■ Exercise goal: Scan the entries below. Report each line where the string "self" occurs.

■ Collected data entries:
::::

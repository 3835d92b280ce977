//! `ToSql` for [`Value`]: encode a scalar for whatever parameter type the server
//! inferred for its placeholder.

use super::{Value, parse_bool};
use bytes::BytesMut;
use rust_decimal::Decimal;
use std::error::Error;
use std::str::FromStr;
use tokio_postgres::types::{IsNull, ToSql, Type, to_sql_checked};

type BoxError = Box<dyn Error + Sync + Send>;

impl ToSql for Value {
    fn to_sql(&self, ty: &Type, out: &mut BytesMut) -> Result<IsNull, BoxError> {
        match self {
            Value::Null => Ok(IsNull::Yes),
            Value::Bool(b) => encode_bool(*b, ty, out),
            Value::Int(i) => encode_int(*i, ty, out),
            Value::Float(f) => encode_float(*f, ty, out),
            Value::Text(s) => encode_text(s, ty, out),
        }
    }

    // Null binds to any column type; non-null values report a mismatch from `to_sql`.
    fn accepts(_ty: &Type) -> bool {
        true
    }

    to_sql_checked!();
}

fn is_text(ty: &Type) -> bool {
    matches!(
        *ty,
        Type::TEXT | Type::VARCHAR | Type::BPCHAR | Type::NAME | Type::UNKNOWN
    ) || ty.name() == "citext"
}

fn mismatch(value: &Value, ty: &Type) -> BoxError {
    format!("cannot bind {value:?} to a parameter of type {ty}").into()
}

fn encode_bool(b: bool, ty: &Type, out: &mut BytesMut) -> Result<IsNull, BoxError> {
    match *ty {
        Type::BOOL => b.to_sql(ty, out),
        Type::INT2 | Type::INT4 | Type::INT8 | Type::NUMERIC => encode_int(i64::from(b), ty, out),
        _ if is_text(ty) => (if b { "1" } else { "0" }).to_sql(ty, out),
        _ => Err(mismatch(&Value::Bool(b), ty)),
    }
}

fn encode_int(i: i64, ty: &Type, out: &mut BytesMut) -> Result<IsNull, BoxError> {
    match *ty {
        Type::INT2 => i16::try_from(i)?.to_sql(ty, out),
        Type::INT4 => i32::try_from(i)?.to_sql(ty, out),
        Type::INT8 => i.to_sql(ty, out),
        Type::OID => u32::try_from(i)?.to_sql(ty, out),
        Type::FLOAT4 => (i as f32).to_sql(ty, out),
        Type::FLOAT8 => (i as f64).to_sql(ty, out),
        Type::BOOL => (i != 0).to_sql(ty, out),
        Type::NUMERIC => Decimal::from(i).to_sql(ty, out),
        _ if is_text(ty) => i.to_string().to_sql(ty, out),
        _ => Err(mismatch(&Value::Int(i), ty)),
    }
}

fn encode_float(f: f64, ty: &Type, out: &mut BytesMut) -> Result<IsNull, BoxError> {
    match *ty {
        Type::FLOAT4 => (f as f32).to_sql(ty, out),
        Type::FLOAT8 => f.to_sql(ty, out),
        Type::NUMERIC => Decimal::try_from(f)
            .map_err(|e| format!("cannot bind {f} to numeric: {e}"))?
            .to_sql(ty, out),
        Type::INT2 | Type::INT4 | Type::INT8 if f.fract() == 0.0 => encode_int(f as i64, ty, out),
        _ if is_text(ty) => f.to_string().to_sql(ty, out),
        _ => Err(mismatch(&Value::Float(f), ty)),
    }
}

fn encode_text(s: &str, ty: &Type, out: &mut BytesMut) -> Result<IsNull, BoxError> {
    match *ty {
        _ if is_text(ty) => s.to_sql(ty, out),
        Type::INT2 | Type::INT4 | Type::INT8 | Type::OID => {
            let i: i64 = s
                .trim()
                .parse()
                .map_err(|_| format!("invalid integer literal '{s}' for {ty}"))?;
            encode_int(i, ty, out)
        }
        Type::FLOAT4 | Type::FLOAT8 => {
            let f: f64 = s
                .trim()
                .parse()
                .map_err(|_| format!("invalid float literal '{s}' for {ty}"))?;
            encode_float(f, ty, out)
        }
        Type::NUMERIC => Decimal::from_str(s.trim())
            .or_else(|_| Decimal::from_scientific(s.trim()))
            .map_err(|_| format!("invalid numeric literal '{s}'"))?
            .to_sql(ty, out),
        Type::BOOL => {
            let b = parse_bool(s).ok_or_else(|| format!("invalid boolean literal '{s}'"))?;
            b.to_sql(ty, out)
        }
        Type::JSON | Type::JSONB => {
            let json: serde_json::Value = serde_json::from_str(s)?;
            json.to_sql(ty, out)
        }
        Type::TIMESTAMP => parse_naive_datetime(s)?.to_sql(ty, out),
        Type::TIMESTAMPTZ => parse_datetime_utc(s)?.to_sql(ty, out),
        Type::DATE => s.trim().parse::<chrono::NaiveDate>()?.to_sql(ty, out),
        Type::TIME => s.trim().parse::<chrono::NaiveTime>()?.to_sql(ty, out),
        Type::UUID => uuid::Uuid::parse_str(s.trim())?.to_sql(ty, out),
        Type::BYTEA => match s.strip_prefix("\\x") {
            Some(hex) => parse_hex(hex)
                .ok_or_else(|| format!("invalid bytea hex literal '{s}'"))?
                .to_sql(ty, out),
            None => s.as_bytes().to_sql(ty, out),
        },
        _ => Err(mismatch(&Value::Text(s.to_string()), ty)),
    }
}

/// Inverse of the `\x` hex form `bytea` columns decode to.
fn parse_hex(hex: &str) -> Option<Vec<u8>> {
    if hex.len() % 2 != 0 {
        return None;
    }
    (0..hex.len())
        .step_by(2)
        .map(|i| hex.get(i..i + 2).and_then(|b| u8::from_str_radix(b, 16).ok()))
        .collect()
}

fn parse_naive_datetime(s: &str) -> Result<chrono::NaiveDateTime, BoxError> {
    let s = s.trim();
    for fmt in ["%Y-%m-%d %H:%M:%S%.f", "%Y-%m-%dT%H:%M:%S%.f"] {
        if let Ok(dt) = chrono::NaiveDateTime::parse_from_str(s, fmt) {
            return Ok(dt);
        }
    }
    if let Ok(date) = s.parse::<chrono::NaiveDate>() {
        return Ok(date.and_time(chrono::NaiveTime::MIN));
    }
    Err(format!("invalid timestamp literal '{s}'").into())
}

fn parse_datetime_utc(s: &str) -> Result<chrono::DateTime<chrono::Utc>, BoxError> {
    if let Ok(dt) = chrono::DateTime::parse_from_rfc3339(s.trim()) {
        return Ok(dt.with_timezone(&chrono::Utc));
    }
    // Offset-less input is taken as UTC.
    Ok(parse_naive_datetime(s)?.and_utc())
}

::::

■ Solution for this exercise:
    fn to_sql(&self, ty: &Type, out: &mut BytesMut) -> Result<IsNull, BoxError> {
        match self {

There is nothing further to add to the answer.